Some new launches we’re considering include projects along the Thomson-East Coast Line, such as River Modern and the upcoming redevelopment of Thomson View condo, or even upcoming projects in Tengah.
For resale, we’re open to locations like Beauty World, Hillview, Dairy Farm, One-North, Kent Ridge, Clementi, and Queenstown, as long as the entry price is reasonable and there’s potential for price growth over the next four to five years.
Looking forward to your thoughts.
Thank you!
(This is part of an ongoing series where we answer reader questions about the property market. If you have one of your own, send it to stories@stackedhomes.com.)

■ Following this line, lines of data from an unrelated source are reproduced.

//! CP-based makespan minimization.
//!
//! Bridges tasks to the [`cp`](crate::cp) layer: builds a `CpModel`,
//! hands it to a `CpSolver`, and decodes the verdict.
//!
//! # Formulation
//!
//! Per task: `start, end ∈ [0, horizon]`, `slack ∈ [0, horizon]`,
//! `end = start + duration`, `end <= deadline + slack`.
//! Globally: the task intervals do not overlap, `makespan >= end` for
//! every task, and the objective minimizes `makespan` (plus total slack
//! as a tie-break under [`SlackPolicy::Tiebreak`]).
//!
//! # Reference
//! - Laborie et al. (2018), "IBM ILOG CP Optimizer for Scheduling"
//! - Baptiste et al. (2001), "Constraint-Based Scheduling"

use log::{debug, warn};
use serde::{Deserialize, Serialize};

use super::assemble::StrategyOutcome;
use crate::cp::{CpModel, CpSolution, CpSolver, IntervalId, LinearExpr, SolverConfig, VarId};
use crate::models::{Schedule, ScheduledEntry, SchedulingRequest, Task};

/// How deadline slack enters the objective.
#[derive(Debug, Clone, Copy, PartialEq, Eq, Hash, Default, Serialize, Deserialize)]
#[serde(rename_all = "snake_case")]
pub enum SlackPolicy {
    /// Minimize makespan first, then total slack (total lateness).
    #[default]
    Tiebreak,
    /// Minimize makespan only; slack is a free relaxation.
    Free,
}

/// Solver variables of one task.
#[derive(Debug, Clone, Copy, PartialEq, Eq)]
pub struct TaskVars {
    pub task_id: i64,
    pub start: VarId,
    pub end: VarId,
    pub slack: VarId,
    pub interval: IntervalId,
}

/// Variable handles of a built model, in input task order.
#[derive(Debug, Clone)]
pub struct Formulation {
    pub tasks: Vec<TaskVars>,
    pub makespan: VarId,
}

/// Builds a CP model from a task set.
///
/// # Example
/// ```
/// use u_slotplan::models::Task;
/// use u_slotplan::scheduler::ScheduleCpBuilder;
///
/// let tasks = vec![Task::new(1, 3, 3), Task::new(2, 3, 6)];
/// let (model, formulation) = ScheduleCpBuilder::new(&tasks, 10).build();
/// assert_eq!(model.interval_count(), 2);
/// assert_eq!(formulation.tasks.len(), 2);
/// ```
pub struct ScheduleCpBuilder<'a> {
    tasks: &'a [Task],
    horizon: i64,
    slack_policy: SlackPolicy,
}

impl<'a> ScheduleCpBuilder<'a> {
    /// Creates a new builder.
    pub fn new(tasks: &'a [Task], horizon: i64) -> Self {
        Self {
            tasks,
            horizon,
            slack_policy: SlackPolicy::default(),
        }
    }

    /// Sets the slack policy.
    pub fn with_slack_policy(mut self, policy: SlackPolicy) -> Self {
        self.slack_policy = policy;
        self
    }

    /// Builds the model.
    pub fn build(&self) -> (CpModel, Formulation) {
        let mut model = CpModel::new("slot-plan");
        let horizon = self.horizon;

        let mut task_vars = Vec::with_capacity(self.tasks.len());
        for task in self.tasks {
            let start = model.new_int_var(0, horizon, format!("start_{}", task.id));
            let end = model.new_int_var(0, horizon, format!("end_{}", task.id));
            let slack = model.new_int_var(0, horizon, format!("slack_{}", task.id));

            // end <= deadline + slack
            model.add_le(end.minus(slack), task.deadline);

            // Also posts end == start + duration.
            let interval =
                model.add_interval(start, task.duration, end, format!("interval_{}", task.id));

            task_vars.push(TaskVars {
                task_id: task.id,
                start,
                end,
                slack,
                interval,
            });
        }

        model.add_no_overlap(task_vars.iter().map(|tv| tv.interval).collect());

        let makespan = model.new_int_var(0, horizon, "makespan");
        for tv in &task_vars {
            model.add_ge(makespan.minus(tv.end), 0);
        }

        model.minimize(self.objective(makespan, &task_vars));

        debug!(
            "built model: {} tasks, {} vars, {} constraints, horizon {horizon}",
            self.tasks.len(),
            model.var_count(),
            model.constraint_count()
        );

        (
            model,
            Formulation {
                tasks: task_vars,
                makespan,
            },
        )
    }

    fn objective(&self, makespan: VarId, task_vars: &[TaskVars]) -> LinearExpr {
        match self.slack_policy {
            SlackPolicy::Free => makespan.into(),
            SlackPolicy::Tiebreak => match self.tiebreak_weight() {
                Some(weight) => task_vars.iter().fold(
                    LinearExpr::new().with_term(makespan, weight),
                    |expr, tv| expr.with_term(tv.slack, 1),
                ),
                None => {
                    warn!(
                        "slack tie-break overflows for {} tasks over horizon {}; minimizing makespan only",
                        self.tasks.len(),
                        self.horizon
                    );
                    makespan.into()
                }
            },
        }
    }

    /// Makespan weight that dominates any total slack (`<= n * horizon`).
    fn tiebreak_weight(&self) -> Option<i64> {
        let n = i64::try_from(self.tasks.len()).ok()?;
        let max_slack = n.checked_mul(self.horizon)?;
        let weight = max_slack.checked_add(1)?;
        // The objective itself must fit.
        weight.checked_mul(self.horizon)?.checked_add(max_slack)?;
        Some(weight)
    }

    /// Decodes a solution into entries in input task order.
    ///
    /// Returns `None` if the solution carries no assignment.
    pub fn decode(&self, formulation: &Formulation, solution: &CpSolution) -> Option<Schedule> {
        if !solution.is_solution_found() {
            return None;
        }

        let mut schedule = Schedule::new();
        for tv in &formulation.tasks {
            let start = solution.value(tv.start)?;
            let end = solution.value(tv.end)?;
            schedule.add_entry(ScheduledEntry::new(tv.task_id, start, end));
        }
        Some(schedule)
    }
}

/// Exact scheduler delegating to a [`CpSolver`].
#[derive(Debug, Clone)]
pub struct OptimalScheduler<S: CpSolver> {
    solver: S,
    config: SolverConfig,
    slack_policy: SlackPolicy,
}

impl<S: CpSolver> OptimalScheduler<S> {
    /// Creates a scheduler around a solver.
    pub fn new(solver: S) -> Self {
        Self {
            solver,
            config: SolverConfig::default(),
            slack_policy: SlackPolicy::default(),
        }
    }

    /// Sets the solver budget.
    pub fn with_config(mut self, config: SolverConfig) -> Self {
        self.config = config;
        self
    }

    /// Sets the slack policy.
    pub fn with_slack_policy(mut self, policy: SlackPolicy) -> Self {
        self.slack_policy = policy;
        self
    }

    /// Builds, solves and decodes.
    pub fn schedule(&self, request: &SchedulingRequest) -> StrategyOutcome {
        let builder =
            ScheduleCpBuilder::new(&request.tasks, request.horizon).with_slack_policy(self.slack_policy);
        let (model, formulation) = builder.build();
        let solution = self.solver.solve(&model, &self.config);

        debug!(
            "solver verdict {:?}, objective {:?}, {} nodes, {} ms",
            solution.status, solution.objective, solution.nodes, solution.elapsed_ms
        );

        let schedule = builder.decode(&formulation, &solution);
        StrategyOutcome::Solved {
            status: solution.status,
            schedule,
            elapsed_ms: solution.elapsed_ms,
            message: solution.message,
        }
    }
}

Hi and thanks for writing in!
You’re not alone and your predicament is something that most homeowners at your stage in life also must confront. By the time most homeowners are in their 30s they grapple with many major financial decisions like a growing family and planning around children.
Planning your property decision with a growing family in mind is top of mind, and it can be a bit uncomfortable to continue staying in the space that a two-bedder offers going forward. But at the same time, your concern should include resale considerations, and capital appreciation over the next four to five years.
This is partly because you still have a ways to go before retirement, but there are a few other reasons we cover here that you can read about.
So, you’re currently in a two-bedder and planning for a home to accommodate a growing family where your children are growing up. Your aim is to move into a three- to four-bedder that balances liveability with the potential for capital appreciation.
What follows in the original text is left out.